The first time it happened, I wondered if it was maybe a fluke. Maybe I was standing in a certain way, maybe it was because I had just eaten, maybe my sweater put me in an odd frame. The second time, I wondered again if I had been sitting just so, or if the light caught my body and reflected something weird. The third time somebody asked me if I was to be congratulated, I thought, “It’s official. I look pregnant.”
9 years ago I was diagnosed with Polycystic Kidney Disease (PKD), which is a progressive disease that causes cysts to grow in my kidneys and replace the actual kidney matter. As the cysts grow, so do my kidneys, to compensate for the loss of function that occurs as the cysts take over. The result is that my kidneys, which are supposed to be the size of a fist, are the size of footballs. Normal kidneys are tucked under the bottom of the ribcage in the back, and can not be palpated. MY kidneys can be felt from the back, the side, AND the front, and were mistaken for abdominal tumors by my gynecologist, who, after I explained what on earth he was palpating, said that I better keep my uterus healthy, because cutting through kidneys to give me a hysterectomy would be one hell of a mess.

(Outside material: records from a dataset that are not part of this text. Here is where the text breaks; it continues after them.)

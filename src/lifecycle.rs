//! Work item lifecycle events.
//!
//! Events are the invoker's voice to schedulers and monitors. Publishing
//! is fire-and-forget: a sink that fails or panics is logged and skipped,
//! and never affects the invocation being reported on. Sinks are called
//! synchronously and in order, so an event is out before the invoker moves
//! on.

use std::panic::{AssertUnwindSafe, catch_unwind};
use std::sync::Arc;

use chrono::{DateTime, Utc};
use opentelemetry::KeyValue;
use serde::{Deserialize, Serialize};
use tokio::sync::broadcast;
use tracing::{debug, info, warn};

use crate::model::{Params, WorkItemUid};
use crate::telemetry::metrics;

#[derive(Debug, Clone, Copy, PartialEq, Eq, Hash, Serialize, Deserialize)]
#[serde(rename_all = "SCREAMING_SNAKE_CASE")]
pub enum LifecyclePhase {
    InProgress,
    Failed,
    Succeeded,
}

impl LifecyclePhase {
    pub fn is_terminal(self) -> bool {
        matches!(self, LifecyclePhase::Failed | LifecyclePhase::Succeeded)
    }

    pub fn as_str(self) -> &'static str {
        match self {
            LifecyclePhase::InProgress => "IN_PROGRESS",
            LifecyclePhase::Failed => "FAILED",
            LifecyclePhase::Succeeded => "SUCCEEDED",
        }
    }
}

impl std::fmt::Display for LifecyclePhase {
    fn fmt(&self, f: &mut std::fmt::Formatter<'_>) -> std::fmt::Result {
        f.write_str(self.as_str())
    }
}

/// One lifecycle event. Published and discarded.
#[derive(Debug, Clone, PartialEq, Serialize, Deserialize)]
pub struct LifecycleEvent {
    /// Absent when the request carried nothing to derive it from.
    pub work_item_uid: Option<WorkItemUid>,
    /// Snapshot of the parameters at the time of the event.
    pub params: Option<Params>,
    pub phase: LifecyclePhase,
    pub message: Option<String>,
    pub timestamp: DateTime<Utc>,
}

/// Destination for lifecycle events.
pub trait LifecycleSink: Send + Sync {
    fn emit(&self, event: &LifecycleEvent) -> anyhow::Result<()>;
}

/// Fans each event out to every registered sink.
#[derive(Clone, Default)]
pub struct WorkItemLifecyclePublisher {
    sinks: Vec<Arc<dyn LifecycleSink>>,
}

impl WorkItemLifecyclePublisher {
    /// A publisher with no sinks. Events are counted and dropped.
    pub fn new() -> Self {
        Self::default()
    }

    pub fn with_sink(mut self, sink: Arc<dyn LifecycleSink>) -> Self {
        self.sinks.push(sink);
        self
    }

    /// Publish an event. Never fails.
    pub fn publish(
        &self,
        work_item_uid: Option<&WorkItemUid>,
        params: Option<&Params>,
        phase: LifecyclePhase,
        message: Option<&str>,
    ) {
        let event = LifecycleEvent {
            work_item_uid: work_item_uid.cloned(),
            params: params.cloned(),
            phase,
            message: message.map(str::to_string),
            timestamp: Utc::now(),
        };

        metrics::lifecycle_events().add(1, &[KeyValue::new("phase", phase.as_str())]);

        for sink in &self.sinks {
            match catch_unwind(AssertUnwindSafe(|| sink.emit(&event))) {
                Ok(Ok(())) => {}
                Ok(Err(e)) => {
                    warn!(phase = %phase, error = %e, "lifecycle sink failed, event dropped");
                }
                Err(_) => {
                    warn!(phase = %phase, "lifecycle sink panicked, event dropped");
                }
            }
        }
    }
}

// ---------------------------------------------------------------------------
// Sinks
// ---------------------------------------------------------------------------

/// Writes each event as a structured `tracing` event.
#[derive(Debug, Clone, Default)]
pub struct TracingSink;

impl LifecycleSink for TracingSink {
    fn emit(&self, event: &LifecycleEvent) -> anyhow::Result<()> {
        let uid = event
            .work_item_uid
            .as_ref()
            .map(|u| u.0.as_str())
            .unwrap_or("-");
        let detail = event.message.as_deref().unwrap_or("");
        match event.phase {
            LifecyclePhase::Failed => warn!(
                work_item_uid = uid,
                phase = %event.phase,
                detail,
                "work item lifecycle"
            ),
            _ => info!(
                work_item_uid = uid,
                phase = %event.phase,
                detail,
                "work item lifecycle"
            ),
        }
        Ok(())
    }
}

/// Sends each event over a tokio broadcast channel.
#[derive(Debug, Clone)]
pub struct BroadcastSink {
    tx: broadcast::Sender<LifecycleEvent>,
}

impl BroadcastSink {
    pub fn new(capacity: usize) -> Self {
        let (tx, _) = broadcast::channel(capacity);
        Self { tx }
    }

    pub fn subscribe(&self) -> broadcast::Receiver<LifecycleEvent> {
        self.tx.subscribe()
    }
}

impl LifecycleSink for BroadcastSink {
    fn emit(&self, event: &LifecycleEvent) -> anyhow::Result<()> {
        if self.tx.send(event.clone()).is_err() {
            debug!(phase = %event.phase, "no lifecycle subscribers");
        }
        Ok(())
    }
}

9 years ago, my kidney function was relatively normal and I had a waist. 9 years later, I’m at about 50% function, and 3 people in the last few months have asked me if I’m pregnant.
They all have said, “But you are so thin everywhere else!” Which I guess is a plus. I don’t look fat, I guess, I just look a little deformed.

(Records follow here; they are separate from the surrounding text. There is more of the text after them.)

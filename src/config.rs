//! Typed configuration from environment variables.
//!
//! Loads once at startup. In local dev, call `dotenvy::dotenv().ok()`
//! before [`Config::from_env`].

use crate::error::{Error, Result};

pub const FALLBACK_LOCALE: &str = "en_US";

#[derive(Debug, Clone)]
pub struct Config {
    pub default_locale: String,
    pub otel_endpoint: Option<String>,
    pub log_level: String,
}

impl Config {
    /// Load configuration from environment variables.
    ///
    /// `DEFAULT_LOCALE` wins over the locale implied by `LANG`.
    pub fn from_env() -> Result<Self> {
        let default_locale = match std::env::var("DEFAULT_LOCALE") {
            Ok(v) if v.trim().is_empty() => {
                return Err(Error::Config("DEFAULT_LOCALE is set but blank".to_string()));
            }
            Ok(v) => v.trim().to_string(),
            Err(_) => std::env::var("LANG")
                .ok()
                .and_then(|lang| locale_from_lang(&lang))
                .unwrap_or_else(|| FALLBACK_LOCALE.to_string()),
        };

        Ok(Self {
            default_locale,
            otel_endpoint: std::env::var("OTEL_ENDPOINT").ok(),
            log_level: std::env::var("LOG_LEVEL").unwrap_or_else(|_| "info".to_string()),
        })
    }

    pub fn invoker(&self) -> InvokerConfig {
        InvokerConfig {
            default_locale: self.default_locale.clone(),
        }
    }
}

/// Process-wide settings the invoker reads but never changes.
#[derive(Debug, Clone, PartialEq, Eq)]
pub struct InvokerConfig {
    /// Locale injected into jobs that do not carry one.
    pub default_locale: String,
}

impl Default for InvokerConfig {
    fn default() -> Self {
        Self {
            default_locale: FALLBACK_LOCALE.to_string(),
        }
    }
}

/// Locale part of a POSIX `LANG` value: `de_DE.UTF-8@euro` -> `de_DE`.
/// `C` and `POSIX` carry no locale.
pub fn locale_from_lang(lang: &str) -> Option<String> {
    let base = lang.split(['.', '@']).next()?.trim();
    match base {
        "" | "C" | "POSIX" => None,
        other => Some(other.to_string()),
    }
}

The third person sidled up to me quietly and said, “Are you due for a congratulations? Are you hiding something under that T-shirt?”

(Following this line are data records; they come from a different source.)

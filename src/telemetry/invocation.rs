//! Invocation span helpers.

use tracing::Span;

use crate::model::WorkItemUid;

/// Start a span covering one invocation.
///
/// `identity` and `outcome` are declared empty; fill them with
/// [`record_identity`] and [`record_outcome`] as the invocation proceeds.
pub fn start_invocation_span(action: &str, work_item_uid: Option<&WorkItemUid>) -> Span {
    tracing::info_span!(
        "action.invoke",
        "action.name" = action,
        "work_item.uid" = work_item_uid.map(|u| u.0.as_str()).unwrap_or("-"),
        "action.identity" = tracing::field::Empty,
        "action.outcome" = tracing::field::Empty,
    )
}

pub fn record_identity(span: &Span, mode: &str) {
    span.record("action.identity", mode);
}

pub fn record_outcome(span: &Span, outcome: &str) {
    span.record("action.outcome", outcome);
}
//! Metric instrument factories.
//!
//! Uses the OTel Meter API with the globally-registered `MeterProvider`.
//! Without one, instruments are no-ops.

use opentelemetry::metrics::{Counter, Histogram, Meter};

fn meter() -> Meter {
    opentelemetry::global::meter("action-invoker")
}

/// Counter: invocation attempts.
/// Labels: `outcome` ("ok" | "failed" | "rejected"), `identity` ("anonymous" | "user").
pub fn invocations() -> Counter<u64> {
    meter()
        .u64_counter("invoker.invocations")
        .with_description("Number of action invocations")
        .build()
}

/// Counter: lifecycle events published.
/// Labels: `phase`.
pub fn lifecycle_events() -> Counter<u64> {
    meter()
        .u64_counter("invoker.lifecycle.events")
        .with_description("Number of work item lifecycle events published")
        .build()
}

/// Histogram: time spent executing the action, in milliseconds.
/// Labels: `outcome`.
pub fn invocation_duration_ms() -> Histogram<f64> {
    meter()
        .f64_histogram("invoker.invocation.duration_ms")
        .with_description("Action execution duration in milliseconds")
        .with_unit("ms")
        .build()
}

I smiled and rubbed my stomach and said, “Are you talking about my pregnant belly?”
She laughed with me and said, “Yes! I knew it!”
I shook my head and said, “It’s not a pregnancy belly, it’s a PKD belly.”
She is a nurse practitioner, so I didn’t have to explain anything else, and she started asking me medical questions about my kidneys. She did say, though, that maybe I should consider maternity clothes, because as my disease progresses, it might make me a little more comfortable to wear clothes designed for an expanding belly.
She actually does have a point. My jeans tend to fit everywhere else except around my girth, because my butt and thighs have stayed relatively the same size for years. I have a few skirts I can’t button around my waist, and I have long since given up panty hose and tights because the way the top elastic cut across my middle is way too uncomfortable. Maternity clothes, at least maternity jeans, might feel great.
But how would one shop for pregnancy clothes if one isn’t actually pregnant?
Do I make up a story about when I’m due? Do I play along with a charade? Or do I put a damper on everybody’s excitement and explain that I’m not actually expecting a baby, that I have, instead, an incurable progressive life threatening disease?
Because seriously, there are very few conversation killers like “incurable progressive life threatening disease.” And I’m pretty sure that they didn’t cover an appropriate response for that in the training for the customer service reps at Pea in a Pod.
These are the things you contemplate when you are 39 and have PKD and look like you might be 5-6 months pregnant, give or take a few weeks.
Being sick is weird.
I miss my waist.
Although to be honest, the most annoying part of being asked if I am pregnant is my boobs are most definitely not pregnancy boobs. The one bodily perk of pregnancy, and I miss out on that completely.
The world is truly unfair.
How do you deal with body changes that you can’t control? Any tips to come to grips with things I can’t change?
And seriously, if you went shopping for maternity clothes when you weren’t actually pregnant, would you tell the truth about why you were there, or make up a cute little baby girl named Genevieve who is due at the end of the summer?